How to Grow Peonies: The Complete Guide

How-to-Grow-Peonies-The-Complete-GuideNothing says "summer" quite like a yard full of fluffy, fragrant peonies. With their voluminous and colorful blooms, buds that are beloved by ants, and heady, unmistakable scent, peonies are appreciated by gardeners and plant lovers alike. In this article, we'll share the best information possible to help you make sure your peonies have long, healthy lives filled with the most gorgeous blooms possible.

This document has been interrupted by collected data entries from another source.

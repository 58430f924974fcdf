use crate::media::{LocalTrack, TrackKind};
use crate::transport::{EntryTag, PeerTransport, TransportEvent, TransportFactory};
use anyhow::{Context, Result, bail};
use async_trait::async_trait;
use std::sync::{Arc, Mutex};
use tokio::sync::mpsc;
use tracing::{debug, info, warn};
use watchparty_core::{IceCandidate, IceServerConfig, SdpType, SessionDescription};
use webrtc::api::APIBuilder;
use webrtc::api::interceptor_registry::register_default_interceptors;
use webrtc::api::media_engine::MediaEngine;
use webrtc::ice_transport::ice_candidate::{RTCIceCandidate, RTCIceCandidateInit};
use webrtc::ice_transport::ice_server::RTCIceServer;
use webrtc::interceptor::registry::Registry;
use webrtc::peer_connection::RTCPeerConnection;
use webrtc::peer_connection::configuration::RTCConfiguration;
use webrtc::peer_connection::peer_connection_state::RTCPeerConnectionState;
use webrtc::peer_connection::sdp::sdp_type::RTCSdpType;
use webrtc::peer_connection::sdp::session_description::RTCSessionDescription;
use webrtc::rtp_transceiver::rtp_receiver::RTCRtpReceiver;
use webrtc::rtp_transceiver::rtp_transceiver_direction::RTCRtpTransceiverDirection;
use webrtc::rtp_transceiver::{RTCRtpTransceiver, RTCRtpTransceiverInit};
use webrtc::track::track_local::TrackLocal;
use webrtc::track::track_remote::TrackRemote;

/// Creates [`ConnectionWrapper`]s on the `webrtc` crate.
#[derive(Debug, Clone)]
pub struct WebRtcTransportFactory {
    ice_servers: Vec<IceServerConfig>,
}

impl WebRtcTransportFactory {
    pub fn new(ice_servers: Vec<IceServerConfig>) -> Self {
        Self { ice_servers }
    }
}

#[async_trait]
impl TransportFactory for WebRtcTransportFactory {
    async fn create(
        &self,
        tag: EntryTag,
        events: mpsc::Sender<TransportEvent>,
    ) -> Result<Box<dyn PeerTransport>> {
        let wrapper = ConnectionWrapper::new(tag, &self.ice_servers, events).await?;
        Ok(Box::new(wrapper))
    }
}

#[derive(Default)]
struct SenderState {
    audio: Option<LocalTrack>,
    video: Option<LocalTrack>,
    audio_muted: bool,
}

/// A `RTCPeerConnection` with one audio and one video transceiver.
///
/// Both transceivers exist from the start, so attaching, detaching and muting
/// local media are sender track swaps and never need a new offer.
pub struct ConnectionWrapper {
    pub tag: EntryTag,
    pub peer_connection: Arc<RTCPeerConnection>,
    audio: Arc<RTCRtpTransceiver>,
    video: Arc<RTCRtpTransceiver>,
    senders: Mutex<SenderState>,
}

impl ConnectionWrapper {
    pub async fn new(
        tag: EntryTag,
        ice_servers: &[IceServerConfig],
        event_tx: mpsc::Sender<TransportEvent>,
    ) -> Result<Self> {
        let mut m = MediaEngine::default();
        m.register_default_codecs()?;
        let registry = register_default_interceptors(Registry::new(), &mut m)?;

        let api = APIBuilder::new()
            .with_media_engine(m)
            .with_interceptor_registry(registry)
            .build();

        let rtc_config = RTCConfiguration {
            ice_servers: ice_servers
                .iter()
                .map(|server| RTCIceServer {
                    urls: server.urls.clone(),
                    username: server.username.clone().unwrap_or_default(),
                    credential: server.credential.clone().unwrap_or_default(),
                })
                .collect(),
            ..Default::default()
        };

        let peer_connection = Arc::new(api.new_peer_connection(rtc_config).await?);

        let audio = add_sendrecv(&peer_connection, TrackKind::Audio).await?;
        let video = add_sendrecv(&peer_connection, TrackKind::Video).await?;

        let state_tx = event_tx.clone();
        let tag_state = tag.clone();
        peer_connection.on_peer_connection_state_change(Box::new(
            move |s: RTCPeerConnectionState| {
                let tx = state_tx.clone();
                let tag = tag_state.clone();

                Box::pin(async move {
                    info!("Peer connection state changed for {}: {}", tag, s);
                    if s == RTCPeerConnectionState::Failed {
                        let _ = tx.send(TransportEvent::Failed(tag)).await;
                    }
                })
            },
        ));

        let ice_tx = event_tx.clone();
        let tag_ice = tag.clone();
        peer_connection.on_ice_candidate(Box::new(move |c: Option<RTCIceCandidate>| {
            let tx = ice_tx.clone();
            let tag = tag_ice.clone();

            Box::pin(async move {
                let Some(candidate) = c else { return };
                let Ok(init) = candidate.to_json() else {
                    return;
                };
                let _ = tx
                    .send(TransportEvent::CandidateGenerated(tag, from_rtc_candidate(init)))
                    .await;
            })
        }));

        let track_tx = event_tx;
        let tag_track = tag.clone();
        peer_connection.on_track(Box::new(
            move |track: Arc<TrackRemote>,
                  _receiver: Arc<RTCRtpReceiver>,
                  _transceiver: Arc<RTCRtpTransceiver>| {
                let tx = track_tx.clone();
                let tag = tag_track.clone();

                Box::pin(async move {
                    let Some(kind) = TrackKind::from_codec_type(track.kind()) else {
                        return;
                    };
                    debug!("Remote {} track {} from {}", kind, track.id(), tag);
                    let _ = tx
                        .send(TransportEvent::RemoteTrack {
                            tag,
                            track_id: track.id(),
                            kind,
                        })
                        .await;
                })
            },
        ));

        Ok(Self {
            tag,
            peer_connection,
            audio,
            video,
            senders: Mutex::new(SenderState::default()),
        })
    }

    async fn replace(
        transceiver: &RTCRtpTransceiver,
        track: Option<&LocalTrack>,
    ) -> Result<()> {
        let sink = track.map(|t| t.sink() as Arc<dyn TrackLocal + Send + Sync>);
        transceiver.sender().await.replace_track(sink).await?;
        Ok(())
    }

    fn sender_state(&self) -> Result<std::sync::MutexGuard<'_, SenderState>> {
        self.senders
            .lock()
            .map_err(|_| anyhow::anyhow!("sender state poisoned for {}", self.tag))
    }
}

#[async_trait]
impl PeerTransport for ConnectionWrapper {
    async fn create_offer(&self) -> Result<SessionDescription> {
        let offer = self.peer_connection.create_offer(None).await?;
        self.peer_connection
            .set_local_description(offer.clone())
            .await?;
        to_wire_description(offer)
    }

    async fn create_answer(&self) -> Result<SessionDescription> {
        let answer = self.peer_connection.create_answer(None).await?;
        self.peer_connection
            .set_local_description(answer.clone())
            .await?;
        to_wire_description(answer)
    }

    async fn set_remote_description(&self, desc: SessionDescription) -> Result<()> {
        let rtc = match desc.sdp_type {
            SdpType::Offer => RTCSessionDescription::offer(desc.sdp)?,
            SdpType::Answer => RTCSessionDescription::answer(desc.sdp)?,
        };
        self.peer_connection.set_remote_description(rtc).await?;
        Ok(())
    }

    async fn add_ice_candidate(&self, candidate: IceCandidate) -> Result<()> {
        self.peer_connection
            .add_ice_candidate(to_rtc_candidate(candidate))
            .await
            .context("Failed to add ICE candidate")?;
        Ok(())
    }

    async fn attach_tracks(&self, tracks: &[LocalTrack]) -> Result<()> {
        let audio = tracks.iter().find(|t| t.kind == TrackKind::Audio).cloned();
        let video = tracks.iter().find(|t| t.kind == TrackKind::Video).cloned();

        let muted = {
            let mut state = self.sender_state()?;
            state.audio = audio.clone();
            state.video = video.clone();
            state.audio_muted
        };

        let audio_out = if muted { None } else { audio.as_ref() };
        Self::replace(&self.audio, audio_out).await?;
        Self::replace(&self.video, video.as_ref()).await?;
        debug!("Attached {} local tracks to {}", tracks.len(), self.tag);
        Ok(())
    }

    async fn detach_tracks(&self) -> Result<()> {
        {
            let mut state = self.sender_state()?;
            state.audio = None;
            state.video = None;
        }
        Self::replace(&self.audio, None).await?;
        Self::replace(&self.video, None).await?;
        Ok(())
    }

    async fn set_audio_muted(&self, muted: bool) -> Result<()> {
        let audio = {
            let mut state = self.sender_state()?;
            state.audio_muted = muted;
            state.audio.clone()
        };
        let out = if muted { None } else { audio.as_ref() };
        Self::replace(&self.audio, out).await
    }

    async fn close(&self) -> Result<()> {
        self.peer_connection.close().await?;
        Ok(())
    }
}

async fn add_sendrecv(pc: &RTCPeerConnection, kind: TrackKind) -> Result<Arc<RTCRtpTransceiver>> {
    let transceiver = pc
        .add_transceiver_from_kind(
            kind.codec_type(),
            Some(RTCRtpTransceiverInit {
                direction: RTCRtpTransceiverDirection::Sendrecv,
                send_encodings: vec![],
            }),
        )
        .await
        .with_context(|| format!("Failed to add {} transceiver", kind))?;
    Ok(transceiver)
}

fn from_rtc_candidate(init: RTCIceCandidateInit) -> IceCandidate {
    IceCandidate {
        candidate: init.candidate,
        sdp_mid: init.sdp_mid,
        sdp_m_line_index: init.sdp_mline_index,
        username_fragment: init.username_fragment,
    }
}

fn to_rtc_candidate(candidate: IceCandidate) -> RTCIceCandidateInit {
    RTCIceCandidateInit {
        candidate: candidate.candidate,
        sdp_mid: candidate.sdp_mid,
        sdp_mline_index: candidate.sdp_m_line_index,
        username_fragment: candidate.username_fragment,
    }
}

fn to_wire_description(desc: RTCSessionDescription) -> Result<SessionDescription> {
    match desc.sdp_type {
        RTCSdpType::Offer => Ok(SessionDescription::offer(desc.sdp)),
        RTCSdpType::Answer => Ok(SessionDescription::answer(desc.sdp)),
        other => {
            warn!("Unsupported description type {}", other);
            bail!("unsupported description type {}", other)
        }
    }
}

How to Choose the Right Peonies to Grow

After they've been established, peonies are hardy enough to bloom every year without too much hands-on care. However, to achieve this high level of performance, you'll want to choose the best possible peony variety for your climate. Here are a few things you may want to consider:

Garden Peony, Itoh Peony, or Tree Peony?

Peonies come in three different varieties:

Garden Peonies

Garden peonies, also called herbaceous peonies, are probably what comes to mind when you envision a peony. They are shrubs with lush green foliage and huge blossoms that bloom effortlessly every summer. Although they die back to the ground each fall, they return in the spring and are also incredibly long-lived, with some plants surviving over 100 years! A beautiful example of a garden peony is the Peony Festiva Maxima - read more about it in our article How to Grow Peony Festiva Maxima.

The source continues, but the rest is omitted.